*** Opening of DATA EXTRACTS ***

//! Transfer task record and related types.

use std::path::PathBuf;

use chrono::{DateTime, Utc};
use serde::{Deserialize, Serialize};

use super::request::DeliveryRequest;

/// Log lines are capped at this many entries...
const LOG_CAP: usize = 1000;
/// ...and truncated down to the most recent this many when the cap is hit.
const LOG_KEEP: usize = 800;

/// Status of a transfer task.
#[derive(Debug, Clone, Copy, PartialEq, Eq, Serialize, Deserialize)]
#[serde(rename_all = "snake_case")]
pub enum TaskStatus {
    /// Created, not yet started.
    Pending,
    /// Authenticating against the vendor.
    LoggingIn,
    /// Listing remote files.
    Listing,
    /// Transfer in progress.
    Downloading,
    /// Post-transfer checksum verification.
    Validating,
    /// Finished successfully.
    Completed,
    /// Finished with an error.
    Failed,
    /// Cancelled by request.
    Cancelled,
}

impl TaskStatus {
    /// Whether this status is terminal.
    pub fn is_terminal(&self) -> bool {
        matches!(self, Self::Completed | Self::Failed | Self::Cancelled)
    }

    /// Get the string representation.
    pub fn as_str(&self) -> &'static str {
        match self {
            Self::Pending => "pending",
            Self::LoggingIn => "logging_in",
            Self::Listing => "listing",
            Self::Downloading => "downloading",
            Self::Validating => "validating",
            Self::Completed => "completed",
            Self::Failed => "failed",
            Self::Cancelled => "cancelled",
        }
    }
}

impl std::fmt::Display for TaskStatus {
    fn fmt(&self, f: &mut std::fmt::Formatter<'_>) -> std::fmt::Result {
        write!(f, "{}", self.as_str())
    }
}

/// One end-to-end transfer job.
///
/// Owned by the [`TaskStore`](super::store::TaskStore); readers only ever
/// see cloned snapshots, and all mutation funnels through the store.
#[derive(Debug, Clone, Serialize, Deserialize)]
pub struct TransferTask {
    /// Opaque unique identifier, time-derived plus the account name.
    pub id: String,
    /// The validated delivery request; immutable after creation.
    pub request: DeliveryRequest,
    /// Directory dedicated to this task, never shared between tasks.
    pub target_dir: PathBuf,
    pub status: TaskStatus,
    /// Progress estimate in [0, 100]; meaningless once status is terminal.
    pub progress: f64,
    /// Human-readable label of the active stage.
    pub current_step: String,
    /// Timestamped log lines, append-only, capped.
    pub log: Vec<String>,
    pub started_at: Option<DateTime<Utc>>,
    pub finished_at: Option<DateTime<Utc>>,
    /// Set only on failure; the single source of truth for why.
    pub error_message: String,
}

impl TransferTask {
    /// Create a fresh Pending record.
    pub fn new(id: impl Into<String>, request: DeliveryRequest, target_dir: PathBuf) -> Self {
        Self {
            id: id.into(),
            request,
            target_dir,
            status: TaskStatus::Pending,
            progress: 0.0,
            current_step: String::new(),
            log: Vec::new(),
            started_at: None,
            finished_at: None,
            error_message: String::new(),
        }
    }

    /// Append a timestamped log line, enforcing the cap.
    pub fn append_log(&mut self, message: &str) {
        let line = format!("[{}] {}", Utc::now().format("%Y-%m-%d %H:%M:%S"), message);
        self.log.push(line);
        if self.log.len() > LOG_CAP {
            self.log.drain(..self.log.len() - LOG_KEEP);
        }
    }

    /// Raise the progress estimate, clamped to [0, 100].
    ///
    /// Writes below the current value are ignored so the estimate never
    /// moves backwards within a run.
    pub fn raise_progress(&mut self, value: f64) {
        let clamped = value.clamp(0.0, 100.0);
        if clamped > self.progress {
            self.progress = clamped;
        }
    }
}

/// Events broadcast to subscribers on every status or progress mutation.
#[derive(Debug, Clone)]
pub enum TransferEvent {
    /// Task status changed.
    StatusChanged { task_id: String, status: TaskStatus },
    /// Progress estimate moved.
    Progress { task_id: String, progress: f64 },
}
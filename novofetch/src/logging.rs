//! Logging setup: env-filtered console output plus a daily-rolling log file.

use std::path::Path;

use chrono::Local;
use tracing_appender::non_blocking::WorkerGuard;
use tracing_subscriber::{
    EnvFilter,
    fmt::{self, format::Writer, time::FormatTime},
    layer::SubscriberExt,
    util::SubscriberInitExt,
};

/// Default log filter directive.
pub const DEFAULT_LOG_FILTER: &str = "novofetch=info,tower_http=warn";

/// Custom timer that uses the local timezone via chrono.
///
/// Makes log timestamps easy to correlate with the vendor's delivery
/// notices, which quote local dates.
#[derive(Debug, Clone, Copy)]
struct LocalTimer;

impl FormatTime for LocalTimer {
    fn format_time(&self, w: &mut Writer<'_>) -> std::fmt::Result {
        let now = Local::now();
        write!(w, "{}", now.format("%Y-%m-%dT%H:%M:%S%.3f%:z"))
    }
}

/// Initialize logging with console and rolling-file output.
///
/// # Arguments
/// * `log_dir` - Directory for log files; created if missing
///
/// # Returns
/// The appender's `WorkerGuard` - keep it alive for the app lifetime.
pub fn init_logging(log_dir: impl AsRef<Path>) -> crate::Result<WorkerGuard> {
    let log_dir = log_dir.as_ref();
    std::fs::create_dir_all(log_dir)?;

    let file_appender = tracing_appender::rolling::daily(log_dir, "novofetch.log");
    let (non_blocking, guard) = tracing_appender::non_blocking(file_appender);

    let filter =
        EnvFilter::try_from_default_env().unwrap_or_else(|_| EnvFilter::new(DEFAULT_LOG_FILTER));

    tracing_subscriber::registry()
        .with(filter)
        .with(fmt::layer().with_ansi(true).with_timer(LocalTimer))
        .with(
            fmt::layer()
                .with_writer(non_blocking)
                .with_ansi(false)
                .with_timer(LocalTimer),
        )
        .try_init()
        .map_err(|e| {
            crate::Error::Other(format!("Failed to set global default subscriber: {}", e))
        })?;

    Ok(guard)
}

*** Close of DATA EXTRACTS ***

- **YOUR GOAL**
Each record shown above must be reproduced exactly.

- **EXPECTED ANSWER**
//! Transfer task record and related types.

use std::path::PathBuf;

use chrono::{DateTime, Utc};
use serde::{Deserialize, Serialize};

use super::request::DeliveryRequest;

/// Log lines are capped at this many entries...
const LOG_CAP: usize = 1000;
/// ...and truncated down to the most recent this many when the cap is hit.
const LOG_KEEP: usize = 800;

/// Status of a transfer task.
#[derive(Debug, Clone, Copy, PartialEq, Eq, Serialize, Deserialize)]
#[serde(rename_all = "snake_case")]
pub enum TaskStatus {
    /// Created, not yet started.
    Pending,
    /// Authenticating against the vendor.
    LoggingIn,
    /// Listing remote files.
    Listing,
    /// Transfer in progress.
    Downloading,
    /// Post-transfer checksum verification.
    Validating,
    /// Finished successfully.
    Completed,
    /// Finished with an error.
    Failed,
    /// Cancelled by request.
    Cancelled,
}

impl TaskStatus {
    /// Whether this status is terminal.
    pub fn is_terminal(&self) -> bool {
        matches!(self, Self::Completed | Self::Failed | Self::Cancelled)
    }

    /// Get the string representation.
    pub fn as_str(&self) -> &'static str {
        match self {
            Self::Pending => "pending",
            Self::LoggingIn => "logging_in",
            Self::Listing => "listing",
            Self::Downloading => "downloading",
            Self::Validating => "validating",
            Self::Completed => "completed",
            Self::Failed => "failed",
            Self::Cancelled => "cancelled",
        }
    }
}

impl std::fmt::Display for TaskStatus {
    fn fmt(&self, f: &mut std::fmt::Formatter<'_>) -> std::fmt::Result {
        write!(f, "{}", self.as_str())
    }
}

/// One end-to-end transfer job.
///
/// Owned by the [`TaskStore`](super::store::TaskStore); readers only ever
/// see cloned snapshots, and all mutation funnels through the store.
#[derive(Debug, Clone, Serialize, Deserialize)]
pub struct TransferTask {
    /// Opaque unique identifier, time-derived plus the account name.
    pub id: String,
    /// The validated delivery request; immutable after creation.
    pub request: DeliveryRequest,
    /// Directory dedicated to this task, never shared between tasks.
    pub target_dir: PathBuf,
    pub status: TaskStatus,
    /// Progress estimate in [0, 100]; meaningless once status is terminal.
    pub progress: f64,
    /// Human-readable label of the active stage.
    pub current_step: String,
    /// Timestamped log lines, append-only, capped.
    pub log: Vec<String>,
    pub started_at: Option<DateTime<Utc>>,
    pub finished_at: Option<DateTime<Utc>>,
    /// Set only on failure; the single source of truth for why.
    pub error_message: String,
}

impl TransferTask {
    /// Create a fresh Pending record.
    pub fn new(id: impl Into<String>, request: DeliveryRequest, target_dir: PathBuf) -> Self {
        Self {
            id: id.into(),
            request,
            target_dir,
            status: TaskStatus::Pending,
            progress: 0.0,
            current_step: String::new(),
            log: Vec::new(),
            started_at: None,
            finished_at: None,
            error_message: String::new(),
        }
    }

    /// Append a timestamped log line, enforcing the cap.
    pub fn append_log(&mut self, message: &str) {
        let line = format!("[{}] {}", Utc::now().format("%Y-%m-%d %H:%M:%S"), message);
        self.log.push(line);
        if self.log.len() > LOG_CAP {
            self.log.drain(..self.log.len() - LOG_KEEP);
        }
    }

    /// Raise the progress estimate, clamped to [0, 100].
    ///
    /// Writes below the current value are ignored so the estimate never
    /// moves backwards within a run.
    pub fn raise_progress(&mut self, value: f64) {
        let clamped = value.clamp(0.0, 100.0);
        if clamped > self.progress {
            self.progress = clamped;
        }
    }
}

/// Events broadcast to subscribers on every status or progress mutation.
#[derive(Debug, Clone)]
pub enum TransferEvent {
    /// Task status changed.
    StatusChanged { task_id: String, status: TaskStatus },
    /// Progress estimate moved.
    Progress { task_id: String, progress: f64 },
}
filename novofetch/src/logging.rs
//! Logging setup: env-filtered console output plus a daily-rolling log file.

use std::path::Path;

use chrono::Local;
use tracing_appender::non_blocking::WorkerGuard;
use tracing_subscriber::{
    EnvFilter,
    fmt::{self, format::Writer, time::FormatTime},
    layer::SubscriberExt,
    util::SubscriberInitExt,
};

/// Default log filter directive.
pub const DEFAULT_LOG_FILTER: &str = "novofetch=info,tower_http=warn";

/// Custom timer that uses the local timezone via chrono.
///
/// Makes log timestamps easy to correlate with the vendor's delivery
/// notices, which quote local dates.
#[derive(Debug, Clone, Copy)]
struct LocalTimer;

impl FormatTime for LocalTimer {
    fn format_time(&self, w: &mut Writer<'_>) -> std::fmt::Result {
        let now = Local::now();
        write!(w, "{}", now.format("%Y-%m-%dT%H:%M:%S%.3f%:z"))
    }
}

/// Initialize logging with console and rolling-file output.
///
/// # Arguments
/// * `log_dir` - Directory for log files; created if missing
///
/// # Returns
/// The appender's `WorkerGuard` - keep it alive for the app lifetime.
pub fn init_logging(log_dir: impl AsRef<Path>) -> crate::Result<WorkerGuard> {
    let log_dir = log_dir.as_ref();
    std::fs::create_dir_all(log_dir)?;

    let file_appender = tracing_appender::rolling::daily(log_dir, "novofetch.log");
    let (non_blocking, guard) = tracing_appender::non_blocking(file_appender);

    let filter =
        EnvFilter::try_from_default_env().unwrap_or_else(|_| EnvFilter::new(DEFAULT_LOG_FILTER));

    tracing_subscriber::registry()
        .with(filter)
        .with(fmt::layer().with_ansi(true).with_timer(LocalTimer))
        .with(
            fmt::layer()
                .with_writer(non_blocking)
                .with_ansi(false)
                .with_timer(LocalTimer),
        )
        .try_init()
        .map_err(|e| {
            crate::Error::Other(format!("Failed to set global default subscriber: {}", e))
        })?;

    Ok(guard)
}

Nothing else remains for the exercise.